• **What you will do**
In your answer, reproduce exactly the lines from the beginning of the listing below through the one containing "#[arg(short, long, value_name", and only those lines.
▼▼▼
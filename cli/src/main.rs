mod config;

use anyhow::Context;
use clap::Parser;
use credit_api::{start_server, ApiState};
use credit_core::{LedgerStore, MemoryStore, MessageStore, SledStore};
use credit_ledger::{Economy, ManualBilling};
use economics::PolicyHandle;
use std::net::SocketAddr;
use std::path::PathBuf;
use std::sync::Arc;
use std::time::Duration;
use tracing_subscriber::EnvFilter;

use crate::config::Config;

#[derive(Parser)]
#[command(name = "creditd")]
#[command(about = "Credit economy daemon", version)]
struct Cli {
    /// Path to configuration file
    #[arg(short, long, value_name = "FILE")]
    config: Option<PathBuf>,

    /// Override the listen address from the config file
    #[arg(long, value_name = "ADDR")]
    bind: Option<SocketAddr>,

    /// Keep all state in memory
    #[arg(long)]
    in_memory: bool,
}

#[tokio::main]
async fn main() -> anyhow::Result<()> {
    tracing_subscriber::fmt()
        .with_env_filter(EnvFilter::try_from_default_env().unwrap_or_else(|_| EnvFilter::new("info")))
        .init();

    let cli = Cli::parse();
    let mut config = match &cli.config {
        Some(path) => Config::load(path)?,
        None => {
            tracing::warn!("no config file given, using defaults");
            Config::default()
        }
    };
    if let Some(bind) = cli.bind {
        config.server.bind = bind;
    }
    config.storage.in_memory |= cli.in_memory;

    tracing::info!(
        "starting creditd {} ({})",
        env!("CARGO_PKG_VERSION"),
        env!("CREDITD_GIT_HASH")
    );

    let (store, messages): (Arc<dyn LedgerStore>, Arc<dyn MessageStore>) =
        if config.storage.in_memory {
            tracing::warn!("in-memory storage: balances are lost on restart");
            let store = Arc::new(MemoryStore::new());
            (store.clone() as Arc<dyn LedgerStore>, store as Arc<dyn MessageStore>)
        } else {
            if let Some(parent) = config.storage.path.parent() {
                std::fs::create_dir_all(parent)
                    .with_context(|| format!("failed to create {}", parent.display()))?;
            }
            let store = Arc::new(
                SledStore::open(&config.storage.path)
                    .with_context(|| format!("failed to open {}", config.storage.path.display()))?,
            );
            tracing::info!("ledger store at {}", store.path());
            (store.clone() as Arc<dyn LedgerStore>, store as Arc<dyn MessageStore>)
        };

    let policy = PolicyHandle::new(config.policy).context("invalid [policy] section")?;
    let economy = Economy::builder()
        .store(store)
        .messages(messages)
        .policy(policy)
        .provider(Arc::new(ManualBilling))
        .retry(config.store.retry_policy())
        .reward_delay(Duration::from_millis(config.server.reward_delay_ms))
        .build();

    let renewal = if config.renewal.enabled {
        let interval = Duration::from_secs(config.renewal.interval_secs.max(1));
        tracing::info!("subscription renewals every {:?}", interval);
        Some(economy.subscriptions.spawn_renewal_worker(interval))
    } else {
        None
    };

    if config.server.admin_token.is_none() {
        tracing::warn!("no admin token configured, admin routes are disabled");
    }
    let guest_idle = Duration::from_secs(config.server.guest_idle_secs.max(1));
    let state = ApiState::new(economy, config.server.admin_token.clone())
        .with_guest_idle_timeout(guest_idle);
    let sweeper = state.spawn_guest_sweeper(guest_idle.min(Duration::from_secs(60)));

    tokio::select! {
        result = start_server(config.server.bind, state) => {
            result.with_context(|| format!("API server on {} failed", config.server.bind))?;
        }
        _ = tokio::signal::ctrl_c() => {
            tracing::info!("shutting down");
        }
    }

    if let Some(handle) = renewal {
        handle.abort();
    }
    sweeper.abort();
    Ok(())
}
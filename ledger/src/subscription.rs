//! Subscription engine
//!
//! Subscribing grants the plan's monthly credits once and sets the renewal
//! date one calendar month out. Renewals are granted by `renew_due`, either
//! called directly or from the background worker.

use credit_core::subscription::one_month_after;
use credit_core::{
    Account, Plan, SubscriptionRecord, SubscriptionRenewal, TransactionKind, TransactionRecord,
};
use serde::{Deserialize, Serialize};
use std::sync::Arc;
use std::time::Duration;
use tokio::task::JoinHandle;

use crate::context::EngineContext;
use crate::provider::PaymentProvider;
use crate::{LedgerError, Result};

#[derive(Debug, Clone, PartialEq, Serialize, Deserialize)]
pub struct SubscriptionReceipt {
    pub record: SubscriptionRecord,
    pub balance: u64,
}

#[derive(Debug, Clone, Default, PartialEq, Eq, Serialize, Deserialize)]
pub struct RenewalReport {
    pub renewed: usize,
    /// Records changed by someone else between listing and renewing
    pub skipped: usize,
    pub failed: usize,
}

#[derive(Clone)]
pub struct SubscriptionEngine {
    ctx: EngineContext,
    provider: Arc<dyn PaymentProvider>,
}

impl SubscriptionEngine {
    pub fn new(ctx: EngineContext, provider: Arc<dyn PaymentProvider>) -> Self {
        Self { ctx, provider }
    }

    pub async fn current(&self, user: &str) -> Result<Option<SubscriptionRecord>> {
        self.ctx
            .call("subscription", || self.ctx.store.subscription(user))
            .await
    }

    /// Replaces any active subscription and grants the plan credits once
    pub async fn subscribe(
        &self,
        user: &str,
        plan: Plan,
        payment_method: &str,
    ) -> Result<SubscriptionReceipt> {
        validate_plan(&plan)?;

        let now = self.ctx.now();
        let grant = TransactionRecord::credit(
            user,
            TransactionKind::SubscriptionCredit,
            plan.monthly_credits,
            format!("Subscription credits: {}", plan.name),
            now,
        );
        let record = SubscriptionRecord::new(plan, payment_method, now);

        let account: Account = self
            .ctx
            .call("apply_subscription", || {
                self.ctx
                    .store
                    .apply_subscription(user, record.clone(), grant.clone())
            })
            .await?;

        tracing::info!(
            "{} subscribed to '{}' (+{} credits, renews {})",
            user,
            record.plan.name,
            record.plan.monthly_credits,
            record.renews_on
        );

        Ok(SubscriptionReceipt {
            record,
            balance: account.spendable_balance,
        })
    }

    /// Cancels with the provider first; the local record is only cleared once
    /// the provider confirms. Returns `None` when there was nothing to cancel.
    pub async fn cancel(&self, user: &str) -> Result<Option<SubscriptionRecord>> {
        let Some(record) = self.current(user).await? else {
            tracing::debug!("{} has no subscription to cancel", user);
            return Ok(None);
        };

        if let Err(e) = self.provider.cancel_subscription(user, &record).await {
            tracing::warn!("provider cancel for {} failed: {}", user, e);
            return Err(LedgerError::ProviderCallFailed(e.to_string()));
        }

        let audit = TransactionRecord::marker(
            user,
            TransactionKind::SubscriptionCancel,
            format!("Subscription cancelled: {}", record.plan.name),
            self.ctx.now(),
        );
        let removed = self
            .ctx
            .call("clear_subscription", || {
                self.ctx.store.clear_subscription(user, audit.clone())
            })
            .await?;

        if removed.is_some() {
            tracing::info!("{} cancelled '{}'", user, record.plan.name);
        }
        Ok(removed)
    }

    /// Grant one month of credits to every subscription whose renewal date
    /// has passed and move the date forward a month. Subscriptions several
    /// months behind catch up one month per call.
    pub async fn renew_due(&self) -> Result<RenewalReport> {
        let now = self.ctx.now();
        let due = self
            .ctx
            .call("due_subscriptions", || self.ctx.store.due_subscriptions(now))
            .await?;

        let mut report = RenewalReport::default();
        for (user, record) in due {
            let renewal = SubscriptionRenewal {
                user_id: user.clone(),
                expected_renews_on: record.renews_on,
                next_renews_on: one_month_after(record.renews_on),
                grant: TransactionRecord::credit(
                    user.as_str(),
                    TransactionKind::SubscriptionCredit,
                    record.plan.monthly_credits,
                    format!("Subscription renewal: {}", record.plan.name),
                    now,
                ),
            };

            let outcome = self
                .ctx
                .call("renew_subscription", || {
                    self.ctx.store.renew_subscription(renewal.clone())
                })
                .await;

            match outcome {
                Ok(true) => {
                    tracing::info!(
                        "renewed '{}' for {} (+{} credits)",
                        record.plan.name,
                        user,
                        record.plan.monthly_credits
                    );
                    report.renewed += 1;
                }
                Ok(false) => report.skipped += 1,
                Err(e) => {
                    tracing::error!("renewal for {} failed: {}", user, e);
                    report.failed += 1;
                }
            }
        }

        Ok(report)
    }

    /// Run `renew_due` on a fixed interval until the handle is aborted
    pub fn spawn_renewal_worker(&self, interval: Duration) -> JoinHandle<()> {
        let engine = self.clone();
        tokio::spawn(async move {
            let mut ticker = tokio::time::interval(interval);
            loop {
                ticker.tick().await;
                match engine.renew_due().await {
                    Ok(report) if report.renewed > 0 || report.failed > 0 => {
                        tracing::info!(
                            "renewal pass: {} renewed, {} skipped, {} failed",
                            report.renewed,
                            report.skipped,
                            report.failed
                        );
                    }
                    Ok(_) => {}
                    Err(e) => tracing::error!("renewal pass failed: {}", e),
                }
            }
        })
    }
}

fn validate_plan(plan: &Plan) -> Result<()> {
    if plan.name.trim().is_empty() {
        return Err(LedgerError::InvalidPlan("plan name is required".to_string()));
    }
    if plan.monthly_credits == 0 {
        return Err(LedgerError::InvalidPlan(
            "monthly credits must be greater than 0".to_string(),
        ));
    }
    if !plan.price.is_finite() || plan.price < 0.0 {
        return Err(LedgerError::InvalidPlan(format!(
            "invalid price {}",
            plan.price
        )));
    }
    Ok(())
}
▲▲▲
• **Written answer**
filename cli/src/main.rs
mod config;

use anyhow::Context;
use clap::Parser;
use credit_api::{start_server, ApiState};
use credit_core::{LedgerStore, MemoryStore, MessageStore, SledStore};
use credit_ledger::{Economy, ManualBilling};
use economics::PolicyHandle;
use std::net::SocketAddr;
use std::path::PathBuf;
use std::sync::Arc;
use std::time::Duration;
use tracing_subscriber::EnvFilter;

use crate::config::Config;

#[derive(Parser)]
#[command(name = "creditd")]
#[command(about = "Credit economy daemon", version)]
struct Cli {
    /// Path to configuration file
    #[arg(short, long, value_name = "FILE")]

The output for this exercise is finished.